----- RECORD EXCERPTS

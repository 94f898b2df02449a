use axum::{extract::State, http::StatusCode, response::Json};
use serde_json::{json, Value};
use shared::{ApiResponse, CommonError};
use std::sync::Arc;
use tracing::{info, warn};

use super::AppError;
use crate::AppState;

pub const ALERT_HEADER: &str = "X-connector-alert";
pub const PARAMS_HEADER: &str = "X-connector-params";

/// Store the raw webhook body and hand its id to the listener
pub async fn receive_notification(
    State(state): State<Arc<AppState>>,
    body: String,
) -> Result<(StatusCode, [(&'static str, String); 2], Json<ApiResponse<Value>>), AppError> {
    if body.trim().is_empty() {
        return Err(AppError(CommonError::InvalidInput("empty notification".to_string())));
    }

    let id = state.notifications.create(&body).await?;
    info!(id, "Stored MarketPay notification");

    if state.notification_tx.send(id).is_err() {
        warn!(id, "Notification listener is not running, notification will be picked up on restart");
    }

    Ok((
        StatusCode::CREATED,
        [
            (ALERT_HEADER, "connector.adyenNotification.created".to_string()),
            (PARAMS_HEADER, id.to_string()),
        ],
        Json(ApiResponse::success(json!({ "id": id }))),
    ))
}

----------

Every record must be output again with its wording unchanged.

## SOLUTION FOR THIS PROBLEM
repository 94f898b2df02449a
use axum::{extract::State, http::StatusCode, response::Json};
use serde_json::{json, Value};
use shared::{ApiResponse, CommonError};
use std::sync::Arc;
use tracing::{info, warn};

use super::AppError;
use crate::AppState;

pub const ALERT_HEADER: &str = "X-connector-alert";
pub const PARAMS_HEADER: &str = "X-connector-params";

/// Store the raw webhook body and hand its id to the listener
pub async fn receive_notification(
    State(state): State<Arc<AppState>>,
    body: String,
) -> Result<(StatusCode, [(&'static str, String); 2], Json<ApiResponse<Value>>), AppError> {
    if body.trim().is_empty() {
        return Err(AppError(CommonError::InvalidInput("empty notification".to_string())));
    }

    let id = state.notifications.create(&body).await?;
    info!(id, "Stored MarketPay notification");

    if state.notification_tx.send(id).is_err() {
        warn!(id, "Notification listener is not running, notification will be picked up on restart");
    }

    Ok((
        StatusCode::CREATED,
        [
            (ALERT_HEADER, "connector.adyenNotification.created".to_string()),
            (PARAMS_HEADER, id.to_string()),
        ],
        Json(ApiResponse::success(json!({ "id": id }))),
    ))
}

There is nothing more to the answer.